Below are the records; pull every line that includes "auth".

──────────

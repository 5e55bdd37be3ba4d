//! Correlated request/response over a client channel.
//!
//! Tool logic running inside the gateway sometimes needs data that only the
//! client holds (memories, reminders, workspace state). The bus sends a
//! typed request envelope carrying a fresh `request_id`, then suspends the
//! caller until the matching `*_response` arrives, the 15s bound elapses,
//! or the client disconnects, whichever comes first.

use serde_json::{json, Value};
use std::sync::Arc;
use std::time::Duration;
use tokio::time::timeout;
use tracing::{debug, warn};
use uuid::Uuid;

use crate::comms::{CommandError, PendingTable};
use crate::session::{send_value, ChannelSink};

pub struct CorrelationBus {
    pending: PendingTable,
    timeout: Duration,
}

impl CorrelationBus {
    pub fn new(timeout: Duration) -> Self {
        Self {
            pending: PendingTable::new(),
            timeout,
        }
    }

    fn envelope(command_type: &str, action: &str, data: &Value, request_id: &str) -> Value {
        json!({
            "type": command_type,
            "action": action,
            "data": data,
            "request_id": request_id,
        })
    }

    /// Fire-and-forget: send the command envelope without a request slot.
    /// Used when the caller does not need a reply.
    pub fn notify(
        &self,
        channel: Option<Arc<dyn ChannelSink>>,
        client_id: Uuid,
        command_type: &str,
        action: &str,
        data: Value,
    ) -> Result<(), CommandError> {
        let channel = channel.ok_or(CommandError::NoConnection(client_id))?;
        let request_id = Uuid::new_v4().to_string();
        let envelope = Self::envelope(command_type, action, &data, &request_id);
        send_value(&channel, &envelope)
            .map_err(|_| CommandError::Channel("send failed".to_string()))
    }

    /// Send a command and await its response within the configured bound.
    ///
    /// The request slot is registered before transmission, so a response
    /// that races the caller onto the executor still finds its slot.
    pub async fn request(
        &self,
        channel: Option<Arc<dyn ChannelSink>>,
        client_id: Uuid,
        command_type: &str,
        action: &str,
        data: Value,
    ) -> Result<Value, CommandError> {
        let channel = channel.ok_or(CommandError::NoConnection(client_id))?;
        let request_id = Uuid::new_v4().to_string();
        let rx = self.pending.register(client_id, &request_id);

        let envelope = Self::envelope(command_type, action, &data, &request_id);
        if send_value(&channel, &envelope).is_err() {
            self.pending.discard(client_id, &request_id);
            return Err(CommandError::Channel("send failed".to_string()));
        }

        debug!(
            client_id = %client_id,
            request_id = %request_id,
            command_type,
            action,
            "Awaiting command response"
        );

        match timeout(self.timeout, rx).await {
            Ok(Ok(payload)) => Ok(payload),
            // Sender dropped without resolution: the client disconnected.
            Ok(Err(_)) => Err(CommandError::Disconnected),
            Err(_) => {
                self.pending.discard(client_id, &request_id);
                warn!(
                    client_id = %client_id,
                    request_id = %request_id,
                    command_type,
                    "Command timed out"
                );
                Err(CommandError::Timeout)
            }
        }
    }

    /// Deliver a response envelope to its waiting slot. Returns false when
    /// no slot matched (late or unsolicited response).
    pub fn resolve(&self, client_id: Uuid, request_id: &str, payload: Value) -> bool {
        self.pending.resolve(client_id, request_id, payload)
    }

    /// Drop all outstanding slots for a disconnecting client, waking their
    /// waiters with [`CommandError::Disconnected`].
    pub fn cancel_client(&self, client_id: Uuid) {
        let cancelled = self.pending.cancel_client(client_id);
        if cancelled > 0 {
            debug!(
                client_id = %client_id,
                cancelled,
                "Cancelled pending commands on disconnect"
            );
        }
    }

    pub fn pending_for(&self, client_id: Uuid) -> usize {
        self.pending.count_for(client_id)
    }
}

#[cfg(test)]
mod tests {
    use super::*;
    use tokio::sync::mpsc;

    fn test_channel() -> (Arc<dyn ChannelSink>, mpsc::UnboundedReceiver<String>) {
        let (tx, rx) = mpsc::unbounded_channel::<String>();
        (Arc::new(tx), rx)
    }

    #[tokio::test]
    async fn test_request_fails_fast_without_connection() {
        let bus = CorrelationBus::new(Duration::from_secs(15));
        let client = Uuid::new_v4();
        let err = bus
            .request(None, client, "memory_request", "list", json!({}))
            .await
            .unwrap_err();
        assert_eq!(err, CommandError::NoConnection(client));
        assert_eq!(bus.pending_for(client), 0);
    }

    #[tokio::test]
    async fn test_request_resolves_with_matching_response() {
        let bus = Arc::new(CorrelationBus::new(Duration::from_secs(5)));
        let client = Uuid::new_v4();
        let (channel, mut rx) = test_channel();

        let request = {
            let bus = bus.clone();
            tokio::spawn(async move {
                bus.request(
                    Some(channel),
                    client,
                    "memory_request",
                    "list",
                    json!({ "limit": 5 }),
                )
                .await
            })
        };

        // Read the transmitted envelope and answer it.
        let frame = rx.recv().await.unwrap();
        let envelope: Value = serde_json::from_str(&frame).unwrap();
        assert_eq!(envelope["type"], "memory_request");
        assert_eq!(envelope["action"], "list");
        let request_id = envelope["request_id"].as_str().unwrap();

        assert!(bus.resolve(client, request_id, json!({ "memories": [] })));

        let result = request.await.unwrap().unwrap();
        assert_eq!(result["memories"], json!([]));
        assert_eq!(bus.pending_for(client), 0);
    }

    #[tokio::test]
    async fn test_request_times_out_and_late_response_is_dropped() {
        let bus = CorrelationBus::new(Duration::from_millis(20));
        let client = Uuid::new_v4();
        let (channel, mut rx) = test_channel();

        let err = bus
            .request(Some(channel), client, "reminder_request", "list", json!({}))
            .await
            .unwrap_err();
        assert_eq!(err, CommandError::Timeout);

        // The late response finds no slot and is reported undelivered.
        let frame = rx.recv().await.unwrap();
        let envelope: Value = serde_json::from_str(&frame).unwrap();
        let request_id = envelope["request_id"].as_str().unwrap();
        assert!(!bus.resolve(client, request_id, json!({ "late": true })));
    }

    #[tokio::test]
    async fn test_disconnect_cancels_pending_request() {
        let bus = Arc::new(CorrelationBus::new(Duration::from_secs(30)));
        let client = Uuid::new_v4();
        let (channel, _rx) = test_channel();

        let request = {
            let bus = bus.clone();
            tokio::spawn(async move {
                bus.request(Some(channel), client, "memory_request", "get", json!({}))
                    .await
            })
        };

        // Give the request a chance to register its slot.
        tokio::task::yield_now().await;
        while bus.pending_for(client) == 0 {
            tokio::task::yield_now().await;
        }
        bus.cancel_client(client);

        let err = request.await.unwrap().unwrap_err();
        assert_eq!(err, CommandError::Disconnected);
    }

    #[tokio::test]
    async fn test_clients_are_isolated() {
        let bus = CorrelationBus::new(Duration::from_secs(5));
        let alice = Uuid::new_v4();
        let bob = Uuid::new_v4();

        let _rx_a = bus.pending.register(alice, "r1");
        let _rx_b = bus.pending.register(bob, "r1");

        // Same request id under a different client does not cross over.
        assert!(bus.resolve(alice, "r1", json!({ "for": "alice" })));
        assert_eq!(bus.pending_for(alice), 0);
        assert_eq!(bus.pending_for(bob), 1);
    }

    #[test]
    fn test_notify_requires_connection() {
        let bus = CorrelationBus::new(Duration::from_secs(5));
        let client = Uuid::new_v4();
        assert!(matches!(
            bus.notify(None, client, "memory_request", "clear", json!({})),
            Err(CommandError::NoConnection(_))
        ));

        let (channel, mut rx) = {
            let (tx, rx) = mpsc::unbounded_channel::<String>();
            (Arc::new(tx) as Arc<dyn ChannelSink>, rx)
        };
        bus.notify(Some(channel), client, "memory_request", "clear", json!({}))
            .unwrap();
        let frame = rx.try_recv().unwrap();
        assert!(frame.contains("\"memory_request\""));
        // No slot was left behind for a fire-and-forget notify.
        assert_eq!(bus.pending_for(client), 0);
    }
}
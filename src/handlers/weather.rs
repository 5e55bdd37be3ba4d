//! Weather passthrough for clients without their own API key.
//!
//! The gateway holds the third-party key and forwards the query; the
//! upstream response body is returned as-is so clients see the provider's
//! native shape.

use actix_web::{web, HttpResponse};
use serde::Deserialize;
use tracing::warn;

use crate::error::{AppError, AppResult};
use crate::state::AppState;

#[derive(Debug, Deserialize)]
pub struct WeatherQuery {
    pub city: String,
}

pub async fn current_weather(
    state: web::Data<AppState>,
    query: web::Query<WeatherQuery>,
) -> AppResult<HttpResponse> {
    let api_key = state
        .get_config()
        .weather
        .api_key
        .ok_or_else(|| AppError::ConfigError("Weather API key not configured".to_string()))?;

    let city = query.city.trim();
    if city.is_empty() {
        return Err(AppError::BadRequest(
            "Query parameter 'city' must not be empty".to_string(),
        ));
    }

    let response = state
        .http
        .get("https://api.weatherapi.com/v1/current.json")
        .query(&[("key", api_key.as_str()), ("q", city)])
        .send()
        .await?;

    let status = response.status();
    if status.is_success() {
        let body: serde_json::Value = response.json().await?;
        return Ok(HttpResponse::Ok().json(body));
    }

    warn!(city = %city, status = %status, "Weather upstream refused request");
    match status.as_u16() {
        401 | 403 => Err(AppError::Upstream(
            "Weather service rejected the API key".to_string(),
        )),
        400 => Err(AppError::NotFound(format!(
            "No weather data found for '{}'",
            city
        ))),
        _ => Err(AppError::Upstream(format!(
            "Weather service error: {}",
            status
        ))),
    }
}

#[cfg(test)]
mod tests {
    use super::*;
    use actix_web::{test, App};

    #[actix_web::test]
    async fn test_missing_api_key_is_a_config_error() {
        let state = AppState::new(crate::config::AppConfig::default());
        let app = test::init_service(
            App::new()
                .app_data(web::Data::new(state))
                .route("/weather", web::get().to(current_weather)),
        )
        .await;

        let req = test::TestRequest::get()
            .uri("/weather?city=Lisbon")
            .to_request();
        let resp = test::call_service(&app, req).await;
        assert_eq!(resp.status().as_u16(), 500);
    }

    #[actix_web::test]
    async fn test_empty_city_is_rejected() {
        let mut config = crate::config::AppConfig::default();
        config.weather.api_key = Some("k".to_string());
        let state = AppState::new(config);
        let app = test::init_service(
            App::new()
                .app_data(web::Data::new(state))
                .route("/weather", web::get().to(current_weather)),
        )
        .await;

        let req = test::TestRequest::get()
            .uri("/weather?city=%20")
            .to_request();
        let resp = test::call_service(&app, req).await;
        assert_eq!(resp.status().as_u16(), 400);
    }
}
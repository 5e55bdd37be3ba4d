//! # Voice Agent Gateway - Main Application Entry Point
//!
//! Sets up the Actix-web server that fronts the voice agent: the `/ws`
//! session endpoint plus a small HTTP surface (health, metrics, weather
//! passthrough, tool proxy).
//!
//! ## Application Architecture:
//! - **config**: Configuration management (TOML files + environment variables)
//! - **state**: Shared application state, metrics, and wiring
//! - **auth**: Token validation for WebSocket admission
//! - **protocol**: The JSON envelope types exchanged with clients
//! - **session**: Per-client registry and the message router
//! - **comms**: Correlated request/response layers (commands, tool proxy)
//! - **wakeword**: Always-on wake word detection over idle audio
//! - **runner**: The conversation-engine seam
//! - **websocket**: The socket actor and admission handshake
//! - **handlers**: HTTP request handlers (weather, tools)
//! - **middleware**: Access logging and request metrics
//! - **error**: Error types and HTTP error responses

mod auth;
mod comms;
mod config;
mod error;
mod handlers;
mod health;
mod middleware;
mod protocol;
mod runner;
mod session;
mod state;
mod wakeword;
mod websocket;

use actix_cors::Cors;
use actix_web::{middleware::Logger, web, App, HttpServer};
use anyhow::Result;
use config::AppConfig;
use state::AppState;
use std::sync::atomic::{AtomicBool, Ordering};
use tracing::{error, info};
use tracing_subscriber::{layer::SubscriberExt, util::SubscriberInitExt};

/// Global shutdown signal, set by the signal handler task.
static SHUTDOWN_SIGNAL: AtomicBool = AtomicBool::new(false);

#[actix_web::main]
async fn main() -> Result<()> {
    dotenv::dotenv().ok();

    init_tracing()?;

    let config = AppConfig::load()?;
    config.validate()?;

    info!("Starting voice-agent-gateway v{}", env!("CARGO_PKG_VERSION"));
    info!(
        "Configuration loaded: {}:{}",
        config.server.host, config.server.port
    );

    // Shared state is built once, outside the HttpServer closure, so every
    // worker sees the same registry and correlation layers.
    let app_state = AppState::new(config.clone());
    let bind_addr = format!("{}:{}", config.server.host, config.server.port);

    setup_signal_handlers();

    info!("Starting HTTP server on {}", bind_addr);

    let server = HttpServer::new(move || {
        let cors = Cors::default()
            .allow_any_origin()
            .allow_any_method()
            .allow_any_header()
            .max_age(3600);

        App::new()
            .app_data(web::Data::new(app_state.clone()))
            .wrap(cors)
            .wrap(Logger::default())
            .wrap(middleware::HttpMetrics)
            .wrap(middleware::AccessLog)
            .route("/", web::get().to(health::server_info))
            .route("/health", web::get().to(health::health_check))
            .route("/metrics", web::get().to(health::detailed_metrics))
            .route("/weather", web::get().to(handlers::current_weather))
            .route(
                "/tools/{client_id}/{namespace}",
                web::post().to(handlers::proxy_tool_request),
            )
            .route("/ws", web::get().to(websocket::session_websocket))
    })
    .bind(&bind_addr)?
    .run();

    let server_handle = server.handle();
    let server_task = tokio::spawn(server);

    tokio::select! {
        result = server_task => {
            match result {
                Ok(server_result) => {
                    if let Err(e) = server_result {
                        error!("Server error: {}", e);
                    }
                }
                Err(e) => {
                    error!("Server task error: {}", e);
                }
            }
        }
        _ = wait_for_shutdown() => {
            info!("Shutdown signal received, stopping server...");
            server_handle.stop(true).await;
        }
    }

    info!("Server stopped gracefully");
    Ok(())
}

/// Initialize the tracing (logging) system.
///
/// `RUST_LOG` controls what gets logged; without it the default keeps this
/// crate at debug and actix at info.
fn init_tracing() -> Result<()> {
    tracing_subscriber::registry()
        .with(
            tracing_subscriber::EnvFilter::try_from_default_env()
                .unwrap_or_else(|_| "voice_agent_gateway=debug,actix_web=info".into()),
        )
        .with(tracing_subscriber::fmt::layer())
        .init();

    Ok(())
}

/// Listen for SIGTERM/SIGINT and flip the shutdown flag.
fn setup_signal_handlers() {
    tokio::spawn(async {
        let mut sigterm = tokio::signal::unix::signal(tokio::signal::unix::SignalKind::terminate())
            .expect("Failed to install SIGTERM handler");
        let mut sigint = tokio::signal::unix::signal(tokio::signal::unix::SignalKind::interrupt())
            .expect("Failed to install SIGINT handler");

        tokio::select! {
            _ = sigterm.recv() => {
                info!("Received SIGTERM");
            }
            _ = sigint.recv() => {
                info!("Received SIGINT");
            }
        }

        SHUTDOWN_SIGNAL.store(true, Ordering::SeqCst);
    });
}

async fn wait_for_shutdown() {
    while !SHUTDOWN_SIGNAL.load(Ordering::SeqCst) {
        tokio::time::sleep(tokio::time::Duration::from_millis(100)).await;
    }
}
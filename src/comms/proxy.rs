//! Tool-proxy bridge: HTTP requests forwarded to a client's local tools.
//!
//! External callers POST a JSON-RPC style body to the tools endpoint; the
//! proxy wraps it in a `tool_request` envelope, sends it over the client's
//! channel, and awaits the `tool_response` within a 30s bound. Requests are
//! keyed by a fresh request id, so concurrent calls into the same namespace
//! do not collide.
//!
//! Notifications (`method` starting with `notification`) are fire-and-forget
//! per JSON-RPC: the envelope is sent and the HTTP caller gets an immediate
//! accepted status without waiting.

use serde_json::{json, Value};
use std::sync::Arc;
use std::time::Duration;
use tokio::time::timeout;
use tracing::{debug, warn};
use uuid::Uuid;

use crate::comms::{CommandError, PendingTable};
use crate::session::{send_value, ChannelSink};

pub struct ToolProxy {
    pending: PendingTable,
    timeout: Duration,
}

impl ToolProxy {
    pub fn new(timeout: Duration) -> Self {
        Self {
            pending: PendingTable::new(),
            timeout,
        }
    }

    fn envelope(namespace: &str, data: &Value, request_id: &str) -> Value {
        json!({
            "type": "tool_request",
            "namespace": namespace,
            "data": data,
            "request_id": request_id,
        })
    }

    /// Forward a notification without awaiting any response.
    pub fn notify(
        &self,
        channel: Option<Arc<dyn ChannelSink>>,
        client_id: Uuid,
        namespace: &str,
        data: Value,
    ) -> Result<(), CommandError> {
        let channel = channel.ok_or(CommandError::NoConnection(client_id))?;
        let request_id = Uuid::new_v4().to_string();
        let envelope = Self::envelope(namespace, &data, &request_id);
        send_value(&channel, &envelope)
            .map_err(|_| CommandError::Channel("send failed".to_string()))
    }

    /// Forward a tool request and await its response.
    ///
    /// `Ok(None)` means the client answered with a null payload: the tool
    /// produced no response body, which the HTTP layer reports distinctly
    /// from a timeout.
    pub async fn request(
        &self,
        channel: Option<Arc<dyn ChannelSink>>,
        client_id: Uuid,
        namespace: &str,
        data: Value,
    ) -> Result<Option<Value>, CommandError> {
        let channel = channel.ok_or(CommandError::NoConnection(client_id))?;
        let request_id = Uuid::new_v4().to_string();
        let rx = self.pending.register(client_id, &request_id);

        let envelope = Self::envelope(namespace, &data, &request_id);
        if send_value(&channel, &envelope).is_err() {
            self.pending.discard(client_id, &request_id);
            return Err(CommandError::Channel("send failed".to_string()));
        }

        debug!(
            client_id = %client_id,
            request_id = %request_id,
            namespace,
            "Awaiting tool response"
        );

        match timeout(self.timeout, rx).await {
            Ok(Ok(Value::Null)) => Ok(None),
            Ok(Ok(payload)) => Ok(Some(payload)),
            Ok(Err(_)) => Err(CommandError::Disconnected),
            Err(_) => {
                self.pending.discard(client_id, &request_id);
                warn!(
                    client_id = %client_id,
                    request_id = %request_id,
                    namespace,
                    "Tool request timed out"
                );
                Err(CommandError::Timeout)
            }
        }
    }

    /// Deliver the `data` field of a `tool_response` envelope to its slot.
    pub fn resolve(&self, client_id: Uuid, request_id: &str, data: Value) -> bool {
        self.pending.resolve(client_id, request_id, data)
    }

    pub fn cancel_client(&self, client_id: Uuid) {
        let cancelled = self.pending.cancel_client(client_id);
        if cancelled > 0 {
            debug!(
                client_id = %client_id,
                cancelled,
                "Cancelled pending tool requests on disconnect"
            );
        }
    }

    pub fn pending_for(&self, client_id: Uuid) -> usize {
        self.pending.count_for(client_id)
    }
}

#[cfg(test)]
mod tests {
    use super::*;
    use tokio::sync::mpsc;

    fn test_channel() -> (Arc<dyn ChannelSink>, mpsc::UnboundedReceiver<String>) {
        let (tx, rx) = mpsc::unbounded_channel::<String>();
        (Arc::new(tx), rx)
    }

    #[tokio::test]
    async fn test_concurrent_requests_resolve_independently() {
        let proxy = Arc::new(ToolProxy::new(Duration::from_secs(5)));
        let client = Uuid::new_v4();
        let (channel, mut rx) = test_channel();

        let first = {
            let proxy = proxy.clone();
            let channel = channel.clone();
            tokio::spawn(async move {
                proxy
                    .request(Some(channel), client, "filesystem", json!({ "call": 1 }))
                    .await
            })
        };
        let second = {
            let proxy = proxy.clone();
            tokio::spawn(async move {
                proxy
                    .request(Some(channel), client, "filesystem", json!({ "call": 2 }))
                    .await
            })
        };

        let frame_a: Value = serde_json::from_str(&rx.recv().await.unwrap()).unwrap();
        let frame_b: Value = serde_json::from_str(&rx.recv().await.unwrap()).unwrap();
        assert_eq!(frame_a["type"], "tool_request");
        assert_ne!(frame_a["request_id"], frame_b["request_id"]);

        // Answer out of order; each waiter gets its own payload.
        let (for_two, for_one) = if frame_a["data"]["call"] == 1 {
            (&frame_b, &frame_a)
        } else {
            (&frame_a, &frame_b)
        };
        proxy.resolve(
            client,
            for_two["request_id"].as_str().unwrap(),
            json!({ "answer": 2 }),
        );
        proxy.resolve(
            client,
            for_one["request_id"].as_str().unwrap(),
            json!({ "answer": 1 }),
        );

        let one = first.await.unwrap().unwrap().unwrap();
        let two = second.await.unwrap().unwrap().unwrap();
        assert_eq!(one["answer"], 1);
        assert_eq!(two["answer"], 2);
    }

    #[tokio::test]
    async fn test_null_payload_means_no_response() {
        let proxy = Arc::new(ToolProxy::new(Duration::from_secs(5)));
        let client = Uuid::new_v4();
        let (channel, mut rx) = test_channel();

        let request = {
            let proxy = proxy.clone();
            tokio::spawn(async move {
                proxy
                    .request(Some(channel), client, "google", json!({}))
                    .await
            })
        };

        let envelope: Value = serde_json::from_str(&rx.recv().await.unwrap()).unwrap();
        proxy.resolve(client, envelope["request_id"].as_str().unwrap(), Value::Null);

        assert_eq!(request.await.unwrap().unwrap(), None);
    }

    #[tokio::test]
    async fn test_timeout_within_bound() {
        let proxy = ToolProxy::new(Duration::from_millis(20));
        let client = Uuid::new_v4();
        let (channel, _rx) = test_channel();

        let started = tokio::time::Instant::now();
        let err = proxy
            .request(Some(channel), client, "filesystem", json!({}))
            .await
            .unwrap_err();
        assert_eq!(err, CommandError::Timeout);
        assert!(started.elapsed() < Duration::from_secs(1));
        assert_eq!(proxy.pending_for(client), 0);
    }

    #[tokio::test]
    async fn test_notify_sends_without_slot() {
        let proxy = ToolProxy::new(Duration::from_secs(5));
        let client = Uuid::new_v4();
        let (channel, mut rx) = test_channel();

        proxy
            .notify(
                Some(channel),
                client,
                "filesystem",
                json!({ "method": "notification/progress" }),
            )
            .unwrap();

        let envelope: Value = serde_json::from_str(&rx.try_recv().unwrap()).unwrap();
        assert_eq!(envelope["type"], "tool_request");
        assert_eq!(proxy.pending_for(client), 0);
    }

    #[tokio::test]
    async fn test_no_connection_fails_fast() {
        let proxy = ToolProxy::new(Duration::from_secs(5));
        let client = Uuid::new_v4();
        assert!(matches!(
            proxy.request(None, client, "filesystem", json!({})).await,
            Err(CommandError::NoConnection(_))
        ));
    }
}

──────────

### Solution
//! - **auth**: Token validation for WebSocket admission
mod auth;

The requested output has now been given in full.